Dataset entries
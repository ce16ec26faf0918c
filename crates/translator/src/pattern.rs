//! 패턴 마이크로 파서 -- `#{field}` 토큰 문법
//!
//! 벤더 파서와 규칙 문서의 staged 파싱 단계가 공유하는 토크나이저입니다.
//! 패턴은 리터럴 텍스트와 `#{name}` 필드 토큰의 나열이며, 리터럴은
//! 입력과 정확히 일치해야 하고 필드는 다음 리터럴 직전까지를 캡처합니다.
//!
//! # 토큰 형태
//! - `#{name}` -- 문자열 캡처
//! - `#{name: integer}` -- 숫자로 강제 변환하여 캡처
//! - `#{name: string(tag)}` -- 문자열 캡처 (tag는 정보성)
//! - `#{_}` -- 캡처하되 버림
//!
//! 마지막 토큰이 필드이면 입력의 나머지 전체를 캡처합니다.

use serde_json::Value;

use normwire_core::error::{NormwireError, ParseError};
use normwire_core::event::DataMap;
use normwire_core::parser::Parser;

use crate::error::TranslatorError;

/// 컴파일된 패턴 세그먼트
#[derive(Debug, Clone)]
enum Segment {
    /// 입력과 정확히 일치해야 하는 리터럴
    Literal(String),
    /// 캡처 필드
    Field { name: String, kind: FieldKind },
}

/// 필드 캡처의 변환 방식
#[derive(Debug, Clone, Copy, PartialEq, Eq)]
enum FieldKind {
    /// 문자열 그대로
    Text,
    /// 10진 또는 `0x` 16진 정수
    Integer,
    /// 캡처 후 버림 (`#{_}`)
    Discard,
}

/// 컴파일된 패턴 파서
///
/// 컴파일은 로드 시 한 번만 수행하고, `parse`는 불변 상태로 호출됩니다.
#[derive(Debug, Clone)]
pub struct PatternParser {
    pattern: String,
    segments: Vec<Segment>,
}

impl PatternParser {
    /// 패턴 문자열을 컴파일합니다.
    pub fn compile(pattern: &str) -> Result<Self, TranslatorError> {
        let mut segments = Vec::new();
        let mut rest = pattern;

        while !rest.is_empty() {
            match rest.find("#{") {
                None => {
                    segments.push(Segment::Literal(rest.to_owned()));
                    rest = "";
                }
                Some(start) => {
                    if start > 0 {
                        segments.push(Segment::Literal(rest[..start].to_owned()));
                    }
                    let token = &rest[start + 2..];
                    let end = token.find('}').ok_or_else(|| TranslatorError::BadPattern {
                        pattern: pattern.to_owned(),
                        reason: "unterminated field token".to_owned(),
                    })?;
                    segments.push(Self::compile_field(pattern, &token[..end])?);
                    rest = &token[end + 1..];
                }
            }
        }

        // 연속된 두 필드는 경계를 알 수 없음
        for window in segments.windows(2) {
            if matches!(
                window,
                [Segment::Field { .. }, Segment::Field { .. }]
            ) {
                return Err(TranslatorError::BadPattern {
                    pattern: pattern.to_owned(),
                    reason: "two adjacent fields without a literal separator".to_owned(),
                });
            }
        }

        Ok(Self {
            pattern: pattern.to_owned(),
            segments,
        })
    }

    fn compile_field(pattern: &str, token: &str) -> Result<Segment, TranslatorError> {
        let (name, annotation) = match token.split_once(':') {
            Some((name, annotation)) => (name.trim(), Some(annotation.trim())),
            None => (token.trim(), None),
        };

        if name.is_empty() {
            return Err(TranslatorError::BadPattern {
                pattern: pattern.to_owned(),
                reason: "empty field name".to_owned(),
            });
        }

        let kind = if name == "_" {
            FieldKind::Discard
        } else {
            match annotation {
                None => FieldKind::Text,
                Some("integer") => FieldKind::Integer,
                // string(tag) 형태의 주석은 정보성이며 문자열로 캡처
                Some(other) if other.starts_with("string") => FieldKind::Text,
                Some(other) => {
                    return Err(TranslatorError::BadPattern {
                        pattern: pattern.to_owned(),
                        reason: format!("unknown field annotation '{other}'"),
                    });
                }
            }
        };

        Ok(Segment::Field {
            name: name.to_owned(),
            kind,
        })
    }

    /// 원본 패턴 문자열을 반환합니다.
    pub fn pattern(&self) -> &str {
        &self.pattern
    }

    /// 입력 텍스트를 패턴에 따라 토크나이즈합니다.
    pub fn parse_text(&self, text: &str) -> Result<DataMap, TranslatorError> {
        let mut data = DataMap::new();
        let mut cursor = 0usize;
        let mut segments = self.segments.iter().peekable();

        while let Some(segment) = segments.next() {
            match segment {
                Segment::Literal(literal) => {
                    if !text[cursor..].starts_with(literal.as_str()) {
                        return Err(TranslatorError::PatternMismatch { offset: cursor });
                    }
                    cursor += literal.len();
                }
                Segment::Field { name, kind } => {
                    let captured = match segments.peek() {
                        // 다음 리터럴 직전까지 캡처
                        Some(Segment::Literal(literal)) => {
                            match text[cursor..].find(literal.as_str()) {
                                Some(pos) => {
                                    let captured = &text[cursor..cursor + pos];
                                    cursor += pos;
                                    captured
                                }
                                None => {
                                    return Err(TranslatorError::PatternMismatch {
                                        offset: cursor,
                                    });
                                }
                            }
                        }
                        // 마지막 필드는 나머지 전체를 캡처
                        _ => {
                            let captured = &text[cursor..];
                            cursor = text.len();
                            captured
                        }
                    };

                    if *kind == FieldKind::Discard {
                        continue;
                    }

                    data.insert(name.clone(), Self::capture_value(name, captured, *kind)?);
                }
            }
        }

        Ok(data)
    }

    fn capture_value(name: &str, captured: &str, kind: FieldKind) -> Result<Value, TranslatorError> {
        match kind {
            FieldKind::Text | FieldKind::Discard => Ok(Value::String(captured.to_owned())),
            FieldKind::Integer => {
                let trimmed = captured.trim();
                let number = if let Some(hex) = trimmed
                    .strip_prefix("0x")
                    .or_else(|| trimmed.strip_prefix("0X"))
                {
                    i64::from_str_radix(hex, 16).ok()
                } else {
                    trimmed.parse::<i64>().ok()
                };
                number
                    .map(Value::from)
                    .ok_or_else(|| TranslatorError::BadCapture {
                        field: name.to_owned(),
                        reason: format!("'{trimmed}' is not an integer"),
                    })
            }
        }
    }
}

impl Parser for PatternParser {
    fn parse(&self, text: &str) -> Result<DataMap, NormwireError> {
        self.parse_text(text).map_err(|e| {
            ParseError::Failed {
                reason: e.to_string(),
            }
            .into()
        })
    }
}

* Exercise aim: The exercise is to copy out every line above that has the word "window" in it.

* Response:
        for window in segments.windows(2) {
                window,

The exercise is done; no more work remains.